His diamonds were to the old-time prince of the Orient and are somewhat so to-day, his fortune. Having no system of usury, valuables were hoarded, and of them the diamond was the most concentrated form of wealth, taking but little space for storage, and easily transported in time of danger. To the rajah, his treasure chest was as lands were to the feudal barons, or as his investments are to the money-king of to-day, except that it bore him neither rents nor interest. He met his current expenses by making levies upon his people; if his people failed him, he had his treasure-chest.

Some of these ancient conditions still surround the diamond to-day. Princes of the Orient by hereditary instinct acquire and hold jewels with old-time tenacity, though many of them are learning the modern method of making investments yield an income. Men and women the world over, yet see diamonds through the mists with which ancient superstitions and reverence hallowed them, but beyond this, they have of late acquired an important place in the commerce of the world as a staple product.

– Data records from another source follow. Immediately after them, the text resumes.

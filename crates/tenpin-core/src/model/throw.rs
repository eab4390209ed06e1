use crate::model::pin::PinSet;
use serde::{Deserialize, Serialize};

/// One delivery of the ball.
#[derive(Debug, Clone, Copy, PartialEq, Eq, Hash, Serialize, Deserialize)]
pub struct Throw {
    knocked: PinSet,
    #[serde(default)]
    is_foul: bool,
}

impl Throw {
    pub const fn new(knocked: PinSet, is_foul: bool) -> Self {
        Self { knocked, is_foul }
    }

    pub const fn pins(knocked: PinSet) -> Self {
        Self::new(knocked, false)
    }

    pub const fn miss() -> Self {
        Self::new(PinSet::EMPTY, false)
    }

    pub const fn foul() -> Self {
        Self::new(PinSet::EMPTY, true)
    }

    pub const fn knocked(&self) -> PinSet {
        self.knocked
    }

    pub const fn is_foul(&self) -> bool {
        self.is_foul
    }

    /// Pins credited toward the score; a foul delivery is worth nothing.
    pub const fn counted(&self) -> PinSet {
        if self.is_foul {
            PinSet::EMPTY
        } else {
            self.knocked
        }
    }

    pub const fn pin_count(&self) -> u8 {
        self.counted().len()
    }
}

#[cfg(test)]
mod tests {
    use super::Throw;
    use crate::model::pin::PinSet;

    #[test]
    fn foul_counts_zero_even_with_pins() {
        let throw = Throw::new(PinSet::FULL_RACK, true);
        assert_eq!(throw.pin_count(), 0);
        assert!(throw.counted().is_empty());
        assert_eq!(throw.knocked(), PinSet::FULL_RACK);
    }

    #[test]
    fn clean_throw_counts_knocked_pins() {
        let knocked = PinSet::from_numbers(&[1, 2, 3]).unwrap();
        assert_eq!(Throw::pins(knocked).pin_count(), 3);
        assert_eq!(Throw::miss().pin_count(), 0);
    }

    #[test]
    fn legacy_json_without_foul_flag_defaults_to_clean() {
        let throw: Throw = serde_json::from_str(r#"{"knocked":[1,2]}"#).unwrap();
        assert!(!throw.is_foul());
        assert_eq!(throw.pin_count(), 2);
    }
}
//! Persistence boundary for finished and in-progress games.

use crate::model::game::{Game, GameId, HandPreference};
use serde::{Deserialize, Serialize};
use std::collections::BTreeMap;
use std::fmt;

#[derive(Debug, Clone, Copy, Default, PartialEq, Eq, Serialize, Deserialize)]
pub struct StoreSettings {
    #[serde(default)]
    pub default_hand_preference: HandPreference,
    #[serde(default)]
    pub has_set_hand_preference: bool,
}

#[derive(Debug)]
pub enum StoreError {
    NotFound(GameId),
    Rejected { id: GameId, reason: String },
    Backend(Box<dyn std::error::Error + Send + Sync>),
}

impl fmt::Display for StoreError {
    fn fmt(&self, f: &mut fmt::Formatter<'_>) -> fmt::Result {
        match self {
            StoreError::NotFound(id) => write!(f, "no stored game with id {id}"),
            StoreError::Rejected { id, reason } => write!(f, "game {id} rejected: {reason}"),
            StoreError::Backend(err) => write!(f, "store backend failed: {err}"),
        }
    }
}

impl std::error::Error for StoreError {
    fn source(&self) -> Option<&(dyn std::error::Error + 'static)> {
        match self {
            StoreError::Backend(err) => Some(err.as_ref()),
            _ => None,
        }
    }
}

impl StoreError {
    pub fn backend(err: impl std::error::Error + Send + Sync + 'static) -> Self {
        StoreError::Backend(Box::new(err))
    }
}

/// Where games and user settings live between sessions.
///
/// Saving a game whose id is already stored replaces the stored copy.
pub trait GameStore {
    fn save(&mut self, game: &Game) -> Result<(), StoreError>;
    /// Stored games, oldest first.
    fn list(&self) -> Result<Vec<Game>, StoreError>;
    fn delete(&mut self, id: &GameId) -> Result<(), StoreError>;
    fn settings(&self) -> Result<StoreSettings, StoreError>;
    fn set_default_hand_preference(&mut self, preference: HandPreference)
    -> Result<(), StoreError>;
}

/// Validates a game before it is handed to a backend.
pub fn check_storable(game: &Game) -> Result<(), StoreError> {
    game.validate().map_err(|err| StoreError::Rejected {
        id: game.id().clone(),
        reason: err.to_string(),
    })
}

/// Orders games by creation time, then id.
pub fn sort_games(games: &mut [Game]) {
    games.sort_by(|a, b| {
        a.created_at()
            .cmp(&b.created_at())
            .then_with(|| a.id().cmp(b.id()))
    });
}

#[derive(Debug, Clone, Default)]
pub struct MemoryStore {
    games: BTreeMap<GameId, Game>,
    settings: StoreSettings,
}

impl MemoryStore {
    pub fn new() -> Self {
        Self::default()
    }

    pub fn len(&self) -> usize {
        self.games.len()
    }

    pub fn is_empty(&self) -> bool {
        self.games.is_empty()
    }
}

impl GameStore for MemoryStore {
    fn save(&mut self, game: &Game) -> Result<(), StoreError> {
        check_storable(game)?;
        self.games.insert(game.id().clone(), game.clone());
        Ok(())
    }

    fn list(&self) -> Result<Vec<Game>, StoreError> {
        let mut games: Vec<Game> = self.games.values().cloned().collect();
        sort_games(&mut games);
        Ok(games)
    }

    fn delete(&mut self, id: &GameId) -> Result<(), StoreError> {
        match self.games.remove(id) {
            Some(_) => Ok(()),
            None => Err(StoreError::NotFound(id.clone())),
        }
    }

    fn settings(&self) -> Result<StoreSettings, StoreError> {
        Ok(self.settings)
    }

    fn set_default_hand_preference(
        &mut self,
        preference: HandPreference,
    ) -> Result<(), StoreError> {
        self.settings = StoreSettings {
            default_hand_preference: preference,
            has_set_hand_preference: true,
        };
        Ok(())
    }
}

#[cfg(test)]
mod tests {
    use super::{GameStore, MemoryStore, StoreError};
    use crate::model::game::{Game, GameId, HandPreference, SessionSetup};
    use crate::turn::ScoringSession;
    use time::macros::datetime;

    fn game(id: &str) -> Game {
        Game::with_identity(
            GameId::new(id),
            datetime!(2026-05-01 18:00:00 UTC),
            SessionSetup::default(),
        )
    }

    #[test]
    fn save_replaces_same_id() {
        let mut store = MemoryStore::new();
        store.save(&game("a")).unwrap();

        let mut session = ScoringSession::from_game(game("a"));
        session.declare_strike_or_spare();
        store.save(session.game()).unwrap();

        let games = store.list().unwrap();
        assert_eq!(games.len(), 1);
        assert!(games[0].frame(1).is_strike());
    }

    #[test]
    fn list_orders_by_creation() {
        let mut store = MemoryStore::new();
        let later = Game::with_identity(
            GameId::new("0"),
            datetime!(2026-05-02 18:00:00 UTC),
            SessionSetup::default(),
        );
        store.save(&later).unwrap();
        store.save(&game("z")).unwrap();
        let ids: Vec<String> = store
            .list()
            .unwrap()
            .iter()
            .map(|g| g.id().to_string())
            .collect();
        assert_eq!(ids, ["z", "0"]);
    }

    #[test]
    fn delete_missing_reports_not_found() {
        let mut store = MemoryStore::new();
        store.save(&game("a")).unwrap();
        store.delete(&GameId::new("a")).unwrap();
        assert!(store.is_empty());
        assert!(matches!(
            store.delete(&GameId::new("a")),
            Err(StoreError::NotFound(_))
        ));
    }

    #[test]
    fn hand_preference_setting() {
        let mut store = MemoryStore::new();
        let defaults = store.settings().unwrap();
        assert_eq!(defaults.default_hand_preference, HandPreference::Right);
        assert!(!defaults.has_set_hand_preference);

        store
            .set_default_hand_preference(HandPreference::Left)
            .unwrap();
        let settings = store.settings().unwrap();
        assert_eq!(settings.default_hand_preference, HandPreference::Left);
        assert!(settings.has_set_hand_preference);
    }
}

When the diamond fields of India and Brazil were the chief sources of supply, there was a constant uncertainty, the fever of an unknown quantity, arising from the irregularity of the yield and instability of price. A definite idea in the public mind of value was impossible, for buyers, like the supply, were limited and spasmodic. The African mines, and the development of the United States, have changed this condition. The supply of diamond-bearing earth apparently is in-exhaustible. The yield is so even that the average weight of diamonds that will be found in a given quantity of earth, from the mines individually and collectively, is known beforehand to the fraction of a carat. The output can be regulated with the exactitude of a factory, and as the principal mines have been all under the control of one syndicate, deliveries and price could also be adjusted at will.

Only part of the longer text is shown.